I’m not lost. There’s no reason to get dramatic. Why does every self-help life-hack require you to upend your life? I’m not interested in selling all of my belongings and home schooling my 3 kids in Bhutan. No, there is a space in between the trough and crest of the wave. An area of windless waters that can lull a man to sleep. These doldrums are the mediocre, the middling of life. I have found these in suburbia. Do you remember in the 70’s when heroes, at some point, had to contend with quicksand? I was sure as a kid, that at some point in my life, I would deal with that. How was I supposed to know it would be metaphorical? If The Bionic Man could beat it, so can I.

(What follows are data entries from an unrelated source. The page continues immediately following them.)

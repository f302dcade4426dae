use std::path::Path;

use serde::{Deserialize, Serialize};

use crate::{beatmap::Pos, Result};

/// Top-level configuration for a preview session.
#[derive(Debug, Clone, Serialize, Deserialize)]
#[serde(default)]
pub struct PreviewConfig {
    /// Audio/clock disagreement (ms) tolerated before the clock re-anchors.
    pub drift_threshold_ms: f64,
    /// Fraction of the total duration used when no preview time is given.
    pub default_preview_fraction: f64,
    pub playfield: PlayfieldConfig,
}

impl Default for PreviewConfig {
    fn default() -> Self {
        Self {
            drift_threshold_ms: 100.0,
            default_preview_fraction: 0.42,
            playfield: PlayfieldConfig::default(),
        }
    }
}

impl PreviewConfig {
    pub fn from_json_str(json: &str) -> Result<Self> {
        Ok(serde_json::from_str(json)?)
    }

    pub fn load(path: impl AsRef<Path>) -> Result<Self> {
        let raw = std::fs::read_to_string(path)?;
        Self::from_json_str(&raw)
    }
}

/// Playfield geometry in beatmap coordinates and its offset on the canvas.
#[derive(Debug, Clone, Copy, Serialize, Deserialize)]
#[serde(default)]
pub struct PlayfieldConfig {
    pub width: f64,
    pub height: f64,
    pub offset_x: f64,
    pub offset_y: f64,
}

impl Default for PlayfieldConfig {
    fn default() -> Self {
        Self {
            width: 512.0,
            height: 384.0,
            offset_x: 64.0,
            offset_y: 48.0,
        }
    }
}

impl PlayfieldConfig {
    /// Fixed anchor for spinners and holds.
    pub fn center(&self) -> Pos {
        Pos::new(self.width / 2.0, self.height / 2.0)
    }
}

As I said before, I am heading in the right direction. I may be a click off here or there, but my aim is true. I just need to get my ride off these tracks that were set before I got on. I need to take the wheel, so to speak. Find a different road. You know, the one that is barely paved and has weeds and shit coming out of the cracks and broken areas. One that requires bigger tires and tools in the back. I don’t want to get to the end quickly and efficiently. The end is death. Fuck that! I want to come to a squealing, abrupt stop with a ‘so that happened’ look on my face. Then, hopefully, Teddy Roosevelt will peer out from behind the Pearly Gates and say, “bully good man, bully.”
It could happen. Until then, my wife, three kids and I will recalibrate our route. We will take this bland canvas and color it…like riots in the mundane.